Le champ de la signalétique est large et se retrouve partout. Pour autant il diffère d’un lieu à un autre ; la signalétique urbaine et routière ne remplit pas les mêmes fonctions et usages qu’une signalétique patrimoniale. En effet le musée s’identifie comme un espace chargé de sens, propre à une période historique, à un artiste ou une collection dont il est nécessaire de connaître les codes pour l'apprécier, et dans lequel le visiteur se retrouve suite à une intention, un projet, qui est décidé sur son temps libre et dont l’exploitation des connaissances peut-être nul par la suite. Cette signalétique accompagne, structure et prend en charge les déplacements des visiteurs dans l’organisation des parcours de visite, tout en assurant leur sécurité. C’est pourquoi il est important que ces derniers identifient distinctement ce qui est de l’ordre des services et de la circulation et ce qui touche à la visite et aux contenus.

Ainsi il existe plusieurs types de signalétique qui répondent chacune à un besoin spécifique. 
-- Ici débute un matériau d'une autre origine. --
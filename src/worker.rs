//! The single-process scheduler: owns the progress tracker and every
//! vertex's handle, and multiplexes all vertex requests onto one event loop.

use std::sync::{Arc, Mutex};

use crossbeam_channel::{bounded, select, Receiver, Sender};

use crate::config::Config;
use crate::error::{FlowError, StructuralError};
use crate::graph::Graph;
use crate::handle::{new_channels, HandleRegistry, WorkerHandle};
use crate::pointstamp::Pointstamp;
use crate::protocol::{Ack, Request, VertexMsg};
use crate::timestamp::Timestamp;
use crate::tracker::{ProgressTracker, TrackerError};
use crate::vertex::VertexId;

/// The scheduler. Built once per dataflow, handed to every vertex's runtime
/// task via the handles returned from [`Worker::register_vertex`], then
/// driven to completion with [`Worker::run`].
pub struct Worker {
    tracker: ProgressTracker,
    handles: HandleRegistry,
    requests_tx: Sender<(VertexId, Request)>,
    requests_rx: Receiver<(VertexId, Request)>,
    shutdown_rx: Receiver<()>,
    pending_notifications: Vec<(VertexId, Timestamp)>,
    config: Config,
}

/// A `Send + Clone` handle that stops a running [`Worker`] from any other
/// thread.
///
/// Every vertex task holds a clone of the same `Receiver<()>`; a message
/// sent on the matching `Sender` would only ever reach one of them
/// (`crossbeam_channel` is mpmc, not broadcast), so shutdown is instead
/// signalled by dropping the sole `Sender` — every outstanding `recv()` on
/// any clone then fails immediately, all at once. The `Sender` lives behind
/// a mutex here only so `cancel` can take and drop it through a shared `&self`.
#[derive(Clone)]
pub struct CancelToken(Arc<Mutex<Option<Sender<()>>>>);

impl CancelToken {
    pub fn cancel(&self) {
        self.0.lock().unwrap().take();
    }
}

impl Worker {
    /// Builds a worker over `graph` and the [`CancelToken`] that stops it.
    pub fn new(graph: Graph, config: Config) -> (Self, CancelToken) {
        let (requests_tx, requests_rx) = bounded(config.channel_capacity);
        let (shutdown_tx, shutdown_rx) = bounded(0);
        let worker = Worker {
            tracker: ProgressTracker::new(graph),
            handles: HandleRegistry::new(),
            requests_tx,
            requests_rx,
            shutdown_rx,
            pending_notifications: Vec::new(),
            config,
        };
        (worker, CancelToken(Arc::new(Mutex::new(Some(shutdown_tx)))))
    }

    pub fn config(&self) -> &Config {
        &self.config
    }

    /// Builds the channel pair for `id` and registers the worker-side half,
    /// returning the vertex-side half for a runtime task to take ownership
    /// of. Call [`Worker::shutdown_recv`] separately for the cooperative
    /// cancellation signal the task should select on alongside its inbox.
    pub fn register_vertex(&mut self, id: VertexId) -> WorkerHandle {
        let (vertex_handle, worker_handle) = new_channels(self.config.channel_capacity, self.requests_tx.clone());
        self.handles.register(id, vertex_handle);
        worker_handle
    }

    pub fn shutdown_recv(&self) -> Receiver<()> {
        self.shutdown_rx.clone()
    }

    fn ack(&self, vertex: VertexId, ack: Ack) {
        match self.handles.get(vertex) {
            Ok(handle) => {
                if handle.ack.send(ack).is_err() {
                    log::warn!("worker: ack channel for {:?} is gone", vertex);
                }
            }
            Err(e) => log::error!("worker: cannot ack {:?}: {}", vertex, e),
        }
    }

    fn handle_incre_oc(&mut self, pointstamp: Pointstamp) -> Result<(), FlowError> {
        let target = pointstamp.src_vertex();
        self.tracker.incre_oc(pointstamp)?;
        self.ack(target, Ack::Applied);
        self.dispatch_notifications();
        Ok(())
    }

    fn handle_decre_oc(&mut self, pointstamp: Pointstamp) -> Result<(), FlowError> {
        let waiting = pointstamp.target_vertex();
        match self.tracker.decre_oc(&pointstamp) {
            Ok(()) => {
                self.ack(waiting, Ack::Applied);
                self.dispatch_notifications();
                Ok(())
            }
            Err(TrackerError::Protocol(e)) => {
                log::debug!("worker: decre_oc rejected for {:?}: {}", pointstamp, e);
                self.ack(waiting, Ack::Rejected(e));
                Ok(())
            }
            Err(TrackerError::Structural(e)) => Err(FlowError::Structural(e)),
        }
    }

    fn handle_send_by(&self, edge: crate::vertex::Edge, timestamp: Timestamp, message: crate::message::Message) -> Result<(), FlowError> {
        let dir = self.tracker.graph().get_dir(edge.src, edge.target)?;
        let handle = self.handles.get(edge.target).map_err(FlowError::Structural)?;
        let event = VertexMsg::OnRecv { edge, timestamp, message, dir };
        if handle.inbox.send(event).is_err() {
            return Err(FlowError::Structural(StructuralError::MissingHandle(edge.target)));
        }
        Ok(())
    }

    fn handle_notify_at(&mut self, vertex: VertexId, timestamp: Timestamp) {
        self.pending_notifications.push((vertex, timestamp));
        self.dispatch_notifications();
    }

    /// Delivers `OnNotify` for every pending request whose pointstamp has
    /// entered the frontier, then releases the hold `core_notify_at` placed
    /// on it. A notification fires at most once per request.
    fn dispatch_notifications(&mut self) {
        let mut ready = Vec::new();
        self.pending_notifications.retain(|(vertex, ts)| {
            let ps = Pointstamp::Vertex { vertex: *vertex, timestamp: ts.clone() };
            let due = self.tracker.counter(&ps).map(|c| c.in_frontier()).unwrap_or(true);
            if due {
                ready.push((*vertex, ts.clone()));
            }
            !due
        });

        for (vertex, ts) in ready {
            if let Ok(handle) = self.handles.get(vertex) {
                if handle.inbox.send(VertexMsg::OnNotify { timestamp: ts.clone() }).is_err() {
                    log::warn!("worker: inbox for {:?} is gone, dropping notification", vertex);
                }
            }
            let ps = Pointstamp::Vertex { vertex, timestamp: ts };
            if let Err(e) = self.tracker.decre_oc(&ps) {
                log::debug!("worker: releasing notify hold on {:?}: {}", vertex, e);
            }
        }
    }

    fn handle_request(&mut self, req: Request) -> Result<(), FlowError> {
        match req {
            Request::IncreOc { pointstamp } => self.handle_incre_oc(pointstamp),
            Request::DecreOc { pointstamp } => self.handle_decre_oc(pointstamp),
            Request::SendBy { edge, timestamp, message } => self.handle_send_by(edge, timestamp, message),
            Request::NotifyAt { vertex, timestamp } => {
                self.handle_notify_at(vertex, timestamp);
                Ok(())
            }
        }
    }

    /// Drives the scheduling loop until every vertex's requests channel is
    /// closed or [`Worker::cancel`] fires. Returns on the first
    /// `StructuralError`; anything less severe is logged and the offending
    /// request dropped.
    pub fn run(&mut self) -> Result<(), FlowError> {
        loop {
            select! {
                recv(self.requests_rx) -> msg => match msg {
                    Ok((_src, req)) => self.handle_request(req)?,
                    Err(_) => break,
                },
                recv(self.shutdown_rx) -> _ => break,
            }
        }
        Ok(())
    }
}
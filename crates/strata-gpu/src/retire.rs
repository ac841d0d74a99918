//! Generation-keyed deferred destruction.
//!
//! Objects replaced by growth or torn down while a frame may still reference
//! them cannot be destroyed right away. They are queued with the generation of
//! the submission being recorded at the time and destroyed once every
//! submission up to and including that generation has been observed complete.

use crate::device::{DeviceBuffer, GpuDevice};
use crate::error::Result;
use ash::vk;
use std::collections::VecDeque;

/// A device object awaiting destruction.
#[derive(Debug)]
pub enum Retired {
    Buffer(DeviceBuffer),
    DescriptorPool(vk::DescriptorPool),
    Pipeline(vk::Pipeline),
    PipelineLayout(vk::PipelineLayout),
    DescriptorSetLayout(vk::DescriptorSetLayout),
}

impl Retired {
    fn destroy(self, device: &dyn GpuDevice) -> Result<()> {
        match self {
            Self::Buffer(buffer) => device.destroy_buffer(&buffer)?,
            Self::DescriptorPool(pool) => device.destroy_descriptor_pool(pool),
            Self::Pipeline(pipeline) => device.destroy_pipeline(pipeline),
            Self::PipelineLayout(layout) => device.destroy_pipeline_layout(layout),
            Self::DescriptorSetLayout(layout) => device.destroy_descriptor_set_layout(layout),
        }
        Ok(())
    }
}

/// An object pending destruction.
#[derive(Debug)]
struct PendingRetirement {
    object: Retired,
    /// Generation of the submission being recorded when it was retired.
    generation: u64,
}

/// Queue of retired objects.
#[derive(Debug)]
pub struct RetirementQueue {
    pending: VecDeque<PendingRetirement>,
    /// Generation of the submission currently (or next) being recorded.
    generation: u64,
}

impl Default for RetirementQueue {
    fn default() -> Self {
        Self::new()
    }
}

impl RetirementQueue {
    /// Create an empty queue. Submission generations start at 1.
    pub fn new() -> Self {
        Self {
            pending: VecDeque::new(),
            generation: 1,
        }
    }

    /// Queue an object for destruction once the current generation completes.
    pub fn retire(&mut self, object: Retired) {
        tracing::debug!(generation = self.generation, ?object, "Retiring GPU object");
        self.pending.push_back(PendingRetirement {
            object,
            generation: self.generation,
        });
    }

    /// Set the generation of the submission being recorded.
    ///
    /// Generations must not decrease.
    pub fn set_generation(&mut self, generation: u64) {
        debug_assert!(generation >= self.generation);
        self.generation = generation;
    }

    /// Generation new retirements are tagged with.
    pub fn generation(&self) -> u64 {
        self.generation
    }

    /// Destroy every object whose generation is at most `completed`.
    ///
    /// `completed` is the highest generation such that it and every earlier
    /// submission have been observed complete. Returns the number destroyed.
    pub fn collect(&mut self, device: &dyn GpuDevice, completed: u64) -> Result<usize> {
        let mut destroyed = 0;
        // Generations are non-decreasing along the queue, so only the front can mature.
        while matches!(self.pending.front(), Some(p) if p.generation <= completed) {
            if let Some(pending) = self.pending.pop_front() {
                pending.object.destroy(device)?;
                destroyed += 1;
            }
        }
        if destroyed > 0 {
            tracing::debug!(destroyed, completed, "Collected retired GPU objects");
        }
        Ok(destroyed)
    }

    /// Destroy everything immediately.
    ///
    /// Only valid once the device is idle.
    pub fn flush(&mut self, device: &dyn GpuDevice) -> Result<()> {
        while let Some(pending) = self.pending.pop_front() {
            pending.object.destroy(device)?;
        }
        Ok(())
    }

    /// Number of objects awaiting destruction.
    pub fn pending_count(&self) -> usize {
        self.pending.len()
    }
}
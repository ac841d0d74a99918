//! Test harness for Strata.
//!
//! Provides an in-memory [`GpuDevice`](strata_gpu::GpuDevice) with
//! controllable fences and host-executed compute kernels, plus helpers for
//! building contexts and pipelines against it.

pub mod harness;
pub mod mock;

#[cfg(test)]
mod scenarios;

pub use harness::{compute_shader, fragment_shader, vertex_shader, MockImages, TestRig};
pub use mock::{add_kernel, Command, FenceMode, Kernel, KernelContext, MockDevice, MockStats, ObjectKind};

use thiserror::Error;

#[derive(Error, Debug)]
pub enum TestError {
    #[error("GPU error: {0}")]
    Gpu(#[from] strata_gpu::GpuError),
    #[error("Mock device violation: {0}")]
    Violation(String),
}

pub type Result<T> = std::result::Result<T, TestError>;

/// Install a test-friendly tracing subscriber. Safe to call repeatedly.
pub fn init_tracing() {
    use tracing_subscriber::EnvFilter;

    let _ = tracing_subscriber::fmt()
        .with_env_filter(
            EnvFilter::try_from_default_env().unwrap_or_else(|_| EnvFilter::new("warn")),
        )
        .with_test_writer()
        .try_init();
}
La signalétique directionnelle pour diriger le visiteur

Également appelée signalétique orientationnelle, elle aide le visiteur à se repérer et à se diriger dans un parcours et un environnement précis, et ce sans difficultés. Elle illustre ce trajet par un balisage composé de repères facilement repérables mais suffisamment discrets pour ne pas jouer sur le confort et la qualité de visite. La signalétique directionnelle permet ainsi de rassurer le public dans son parcours, et « [..] d’éviter la frustration ou la peur de mal faire qui sont latentes chez beaucoup de visiteurs de bonne volonté2 » qui vont, d’après les études de S.Bitgood, très rarement retourner sur leurs pas après avoir emprunté un mauvais chemin. 

Pour que cette signalétique soit efficace, il est nécessaire de mesurer la densité et l’emplacement des repères signalétiques, qui se doivent d’être déchiffrés de loin. Il faut donc trouver un juste milieu entre le trop de signes qui perd en efficacité et peut être confondu avec des informations secondaires, et le pas assez qui rompt le parcours du visiteur et le décourage. 

Répondant à une orientation universelle, la signalétique directionnelle est aussi réfléchie en terme d’accessibilité, avec par exemple des bandes podotactiles qui permettent aux visiteurs malvoyants de se repérer au sol en les guidant vers les panneaux et œuvres accessibles, et en facilitant le passage d’une pièce à une autre. 

La signalétique conceptuelle pour anticiper la visite 

Elle prend la forme d'une anticipation, d’une visualisation du parcours de visite de la part du visiteur. Étant donné que ce dernier a un projet et un temps déjà réfléchi en amont lors de son arrivée dans un environnement muséal ou patrimonial, la signalétique conceptuelle lui permet de vérifier la pertinence de ses choix et/ou de les moduler par la suite, en fonction de l’offre proposée. 

Les dispositifs de signalétiques conceptuelles les plus communs prennent la forme de cartes, plans, maquettes, listes ou menus qui apportent une vue d'ensemble, et schématisent les espaces à explorer en permettant de repérer les offres dites «vedettes» dans l’ensemble de la structure. Ainsi l’espace est plus facilement mémorisable et appréhendé, notamment quand des éléments concrets, facilement identifiables et favorisant l’interprétation d’éléments plus abstraits et symboliques, sont mis en avant, tel que la reproduction d’un chef-d'œuvre.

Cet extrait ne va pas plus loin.